---
title: "Designing Streaming APIs for LLM Applications: SSE, WebSockets, and HTTP Chunked Transfer"
description: "Learn how to choose and implement the right streaming protocol for LLM applications. Covers Server-Sent Events, WebSockets, and HTTP chunked transfer with FastAPI code examples and error handling strategies."
canonical: https://callsphere.ai/blog/designing-streaming-apis-llm-applications-sse-websockets-chunked-transfer
category: "Learn Agentic AI"
tags: ["Streaming APIs", "Server-Sent Events", "WebSockets", "FastAPI", "LLM API Design"]
author: "CallSphere Team"
published: 2026-03-17T00:00:00.000Z
updated: 2026-05-06T17:04:28.888Z
---

# Designing Streaming APIs for LLM Applications: SSE, WebSockets, and HTTP Chunked Transfer

> Learn how to choose and implement the right streaming protocol for LLM applications. Covers Server-Sent Events, WebSockets, and HTTP chunked transfer with FastAPI code examples and error handling strategies.
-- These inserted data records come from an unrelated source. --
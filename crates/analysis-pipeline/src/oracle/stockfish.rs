//! Stockfish engine wrapper using UCI protocol (async I/O)

use std::future::Future;
use std::time::Duration;

use chess_core::Position;
use tokio::io::{AsyncBufReadExt, AsyncWriteExt, BufReader};
use tokio::process::{Child, ChildStdin, ChildStdout, Command};
use tracing::debug;

use super::{terminal_evaluation, Oracle};
use crate::error::OracleError;
use crate::evaluation::{Evaluation, EvaluationResult, OutcomeCounts};

/// Stockfish engine instance. Holds the game's start position and the moves
/// played since, and sends both with every search.
pub struct StockfishEngine {
    process: Child,
    stdin: ChildStdin,
    stdout: BufReader<ChildStdout>,
    start_fen: String,
    moves: Vec<String>,
    position: Position,
    /// Longest wait for any expected reply
    timeout: Duration,
}

impl StockfishEngine {
    /// Spawn a new Stockfish process and initialize UCI
    pub async fn new(path: &str, timeout: Duration) -> Result<Self, OracleError> {
        let mut process = Command::new(path)
            .stdin(std::process::Stdio::piped())
            .stdout(std::process::Stdio::piped())
            .stderr(std::process::Stdio::null())
            .spawn()
            .map_err(|e| OracleError::Stockfish(format!("Failed to spawn Stockfish: {e}")))?;

        let stdin = process
            .stdin
            .take()
            .ok_or_else(|| OracleError::Stockfish("Stockfish stdin unavailable".into()))?;
        let stdout = process
            .stdout
            .take()
            .ok_or_else(|| OracleError::Stockfish("Stockfish stdout unavailable".into()))?;

        let position = Position::initial();
        let mut engine = Self {
            process,
            stdin,
            stdout: BufReader::new(stdout),
            start_fen: position.fen().to_string(),
            moves: Vec::new(),
            position,
            timeout,
        };

        engine.send("uci").await?;
        engine.wait_for("uciok").await?;

        engine.send("setoption name Threads value 1").await?;
        engine.send("setoption name Hash value 256").await?;
        engine.send("setoption name UCI_AnalyseMode value true").await?;
        engine.send("setoption name UCI_ShowWDL value true").await?;
        engine.send("isready").await?;
        engine.wait_for("readyok").await?;

        Ok(engine)
    }

    async fn send(&mut self, cmd: &str) -> Result<(), OracleError> {
        debug!(cmd, "SF <");
        self.stdin
            .write_all(format!("{cmd}\n").as_bytes())
            .await
            .map_err(|e| OracleError::Stockfish(format!("Failed to write to Stockfish: {e}")))?;
        self.stdin
            .flush()
            .await
            .map_err(|e| OracleError::Stockfish(format!("Failed to flush stdin: {e}")))?;
        Ok(())
    }

    /// Next output line; an exited engine is an error.
    async fn read_line(&mut self) -> Result<String, OracleError> {
        let mut line = String::new();
        let read = self
            .stdout
            .read_line(&mut line)
            .await
            .map_err(|e| OracleError::Stockfish(format!("Failed to read from Stockfish: {e}")))?;
        if read == 0 {
            return Err(OracleError::Stockfish("Stockfish closed its output".into()));
        }
        let trimmed = line.trim().to_string();
        debug!(line = %trimmed, "SF >");
        Ok(trimmed)
    }

    async fn wait_for(&mut self, expected: &str) -> Result<(), OracleError> {
        let timeout = self.timeout;
        within(timeout, expected, async {
            while self.read_line().await? != expected {}
            Ok(())
        })
        .await
    }

    fn position_command(&self) -> String {
        if self.moves.is_empty() {
            format!("position fen {}", self.start_fen)
        } else {
            format!("position fen {} moves {}", self.start_fen, self.moves.join(" "))
        }
    }

    async fn search(&mut self, depth: u32) -> Result<EvaluationResult, OracleError> {
        let position = self.position_command();
        self.send(&position).await?;
        self.send(&format!("go depth {depth}")).await?;

        let mut cp = None;
        let mut mate = None;
        let mut wdl = None;
        let mut pv = Vec::new();

        let timeout = self.timeout;
        let best_move = within(timeout, "bestmove", async {
            loop {
                let line = self.read_line().await?;
                if line.starts_with("info") && line.contains(" pv ") {
                    if let Some(score) = parse_cp(&line) {
                        cp = Some(score);
                        mate = None;
                    }
                    if let Some(score) = parse_mate(&line) {
                        mate = Some(score);
                        cp = None;
                    }
                    if let Some(counts) = parse_wdl(&line) {
                        wdl = Some(counts);
                    }
                    pv = parse_pv(&line);
                } else if line.starts_with("bestmove") {
                    return Ok(parse_bestmove(&line));
                }
            }
        })
        .await?;

        let side_to_move = self.position.side_to_move();
        let evaluation = Evaluation::from_side_to_move(cp, mate, side_to_move).ok_or_else(|| {
            OracleError::Stockfish(format!("No score reported for {}", self.position.fen()))
        })?;

        Ok(EvaluationResult {
            evaluation,
            best_move,
            continuation: pv,
            outcomes: wdl.map(|(w, d, l)| OutcomeCounts::from_side_to_move(w, d, l, side_to_move)),
        })
    }

    /// Send quit command and wait for process to exit
    pub async fn quit(&mut self) {
        let _ = self.send("quit").await;
        let _ = self.process.wait().await;
    }
}

impl Oracle for StockfishEngine {
    async fn set_position(&mut self, position: &Position) -> Result<(), OracleError> {
        self.start_fen = position.fen().to_string();
        self.moves.clear();
        self.position = position.clone();
        self.send("ucinewgame").await?;
        self.send("isready").await?;
        self.wait_for("readyok").await
    }

    async fn advance(&mut self, uci: &str) -> Result<(), OracleError> {
        let (next, uci) = self.position.play(uci)?;
        self.position = next;
        self.moves.push(uci);
        Ok(())
    }

    async fn evaluate(&mut self, depth: u32) -> Result<EvaluationResult, OracleError> {
        if let Some(result) = terminal_evaluation(&self.position) {
            return Ok(result);
        }
        self.search(depth).await
    }
}

impl Drop for StockfishEngine {
    fn drop(&mut self) {
        let _ = self.process.start_kill();
    }
}

/// Run `read` with a deadline. An engine that stops answering is treated as
/// crashed.
async fn within<T>(
    timeout: Duration,
    expected: &str,
    read: impl Future<Output = Result<T, OracleError>>,
) -> Result<T, OracleError> {
    tokio::time::timeout(timeout, read).await.map_err(|_| {
        OracleError::Stockfish(format!("No {expected} from Stockfish within {timeout:?}"))
    })?
}

fn value_after(line: &str, keyword: &str) -> Option<i32> {
    let parts: Vec<&str> = line.split_whitespace().collect();
    for (i, part) in parts.iter().enumerate() {
        if *part == keyword && i + 1 < parts.len() {
            return parts[i + 1].parse().ok();
        }
    }
    None
}

/// Parse centipawn score from info line
fn parse_cp(line: &str) -> Option<i32> {
    value_after(line, "cp")
}

/// Parse mate score from info line
fn parse_mate(line: &str) -> Option<i32> {
    value_after(line, "mate")
}

/// Parse the win/draw/loss triple (per mille, side to move)
fn parse_wdl(line: &str) -> Option<(u32, u32, u32)> {
    let parts: Vec<&str> = line.split_whitespace().collect();
    let i = parts.iter().position(|p| *p == "wdl")?;
    let values: Vec<u32> = parts
        .get(i + 1..i + 4)?
        .iter()
        .map(|v| v.parse().ok())
        .collect::<Option<_>>()?;
    Some((values[0], values[1], values[2]))
}

/// Parse PV moves from info line
fn parse_pv(line: &str) -> Vec<String> {
    let mut in_pv = false;
    let mut moves = Vec::new();

    for part in line.split_whitespace() {
        if part == "pv" {
            in_pv = true;
            continue;
        }
        if in_pv {
            if part.starts_with("bmc") || part == "string" {
                break;
            }
            moves.push(part.to_string());
        }
    }

    moves
}

fn parse_bestmove(line: &str) -> Option<String> {
    line.split_whitespace()
        .nth(1)
        .filter(|mv| *mv != "(none)")
        .map(str::to_string)
}

#[cfg(test)]
mod tests {
    use super::*;

    #[test]
    fn test_parse_cp() {
        let line = "info depth 20 seldepth 25 multipv 1 score cp 35 wdl 120 840 40 nodes 100000 pv e2e4";
        assert_eq!(parse_cp(line), Some(35));
        assert_eq!(parse_mate(line), None);
    }

    #[test]
    fn test_parse_mate() {
        let line = "info depth 20 score mate -3 nodes 100000 pv e2e4";
        assert_eq!(parse_mate(line), Some(-3));
    }

    #[test]
    fn test_parse_wdl() {
        let line = "info depth 12 score cp 35 wdl 120 840 40 nodes 1000 pv e2e4";
        assert_eq!(parse_wdl(line), Some((120, 840, 40)));
        assert_eq!(parse_wdl("info depth 12 score cp 35 wdl 120"), None);
        assert_eq!(parse_wdl("info depth 12 score cp 35 pv e2e4"), None);
    }

    #[test]
    fn test_parse_pv() {
        let line = "info depth 20 score cp 35 pv e2e4 e7e5 g1f3";
        let pv = parse_pv(line);
        assert_eq!(pv, vec!["e2e4", "e7e5", "g1f3"]);
    }

    #[test]
    fn test_parse_bestmove() {
        assert_eq!(parse_bestmove("bestmove e7e8q ponder a2a3"), Some("e7e8q".to_string()));
        assert_eq!(parse_bestmove("bestmove (none)"), None);
        assert_eq!(parse_bestmove("bestmove"), None);
    }

    #[tokio::test]
    async fn test_spawn_failure_is_fatal() {
        let err = StockfishEngine::new("/nonexistent/stockfish-binary", Duration::from_secs(1))
            .await
            .err()
            .unwrap();
        assert!(err.is_fatal());
    }

    /// Engine stand-in that completes the handshake but never searches.
    #[cfg(unix)]
    fn silent_engine(name: &str) -> std::path::PathBuf {
        use std::os::unix::fs::PermissionsExt;

        let nanos = std::time::SystemTime::now()
            .duration_since(std::time::UNIX_EPOCH)
            .unwrap()
            .as_nanos();
        let path = std::env::temp_dir().join(format!("silent-engine-{name}-{nanos}.sh"));
        std::fs::write(
            &path,
            "#!/bin/sh\nwhile read cmd; do\n  case \"$cmd\" in\n    uci) echo uciok ;;\n    isready) echo readyok ;;\n    quit) exit 0 ;;\n  esac\ndone\n",
        )
        .unwrap();
        std::fs::set_permissions(&path, std::fs::Permissions::from_mode(0o755)).unwrap();
        path
    }

    #[cfg(unix)]
    #[tokio::test]
    async fn test_hung_search_times_out() {
        let script = silent_engine("search");
        let mut engine = StockfishEngine::new(script.to_str().unwrap(), Duration::from_millis(300))
            .await
            .unwrap();
        engine.set_position(&Position::initial()).await.unwrap();

        let started = std::time::Instant::now();
        let err = engine.evaluate(12).await.unwrap_err();
        assert!(matches!(err, OracleError::Stockfish(_)));
        assert!(err.is_fatal());
        assert!(started.elapsed() < Duration::from_secs(5));

        engine.quit().await;
        std::fs::remove_file(&script).unwrap();
    }

    #[cfg(unix)]
    #[tokio::test]
    async fn test_silent_handshake_times_out() {
        // `cat` echoes commands back but never says uciok
        let err = StockfishEngine::new("cat", Duration::from_millis(300))
            .await
            .err()
            .unwrap();
        assert!(matches!(err, OracleError::Stockfish(_)));
    }
}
## Why LLM Applications Need Streaming

Large language models generate tokens sequentially, often taking several seconds to produce a complete response. Without streaming, users stare at a blank screen until the entire response is ready. Streaming lets you push tokens to the client as they are generated, dramatically improving perceived latency and user experience.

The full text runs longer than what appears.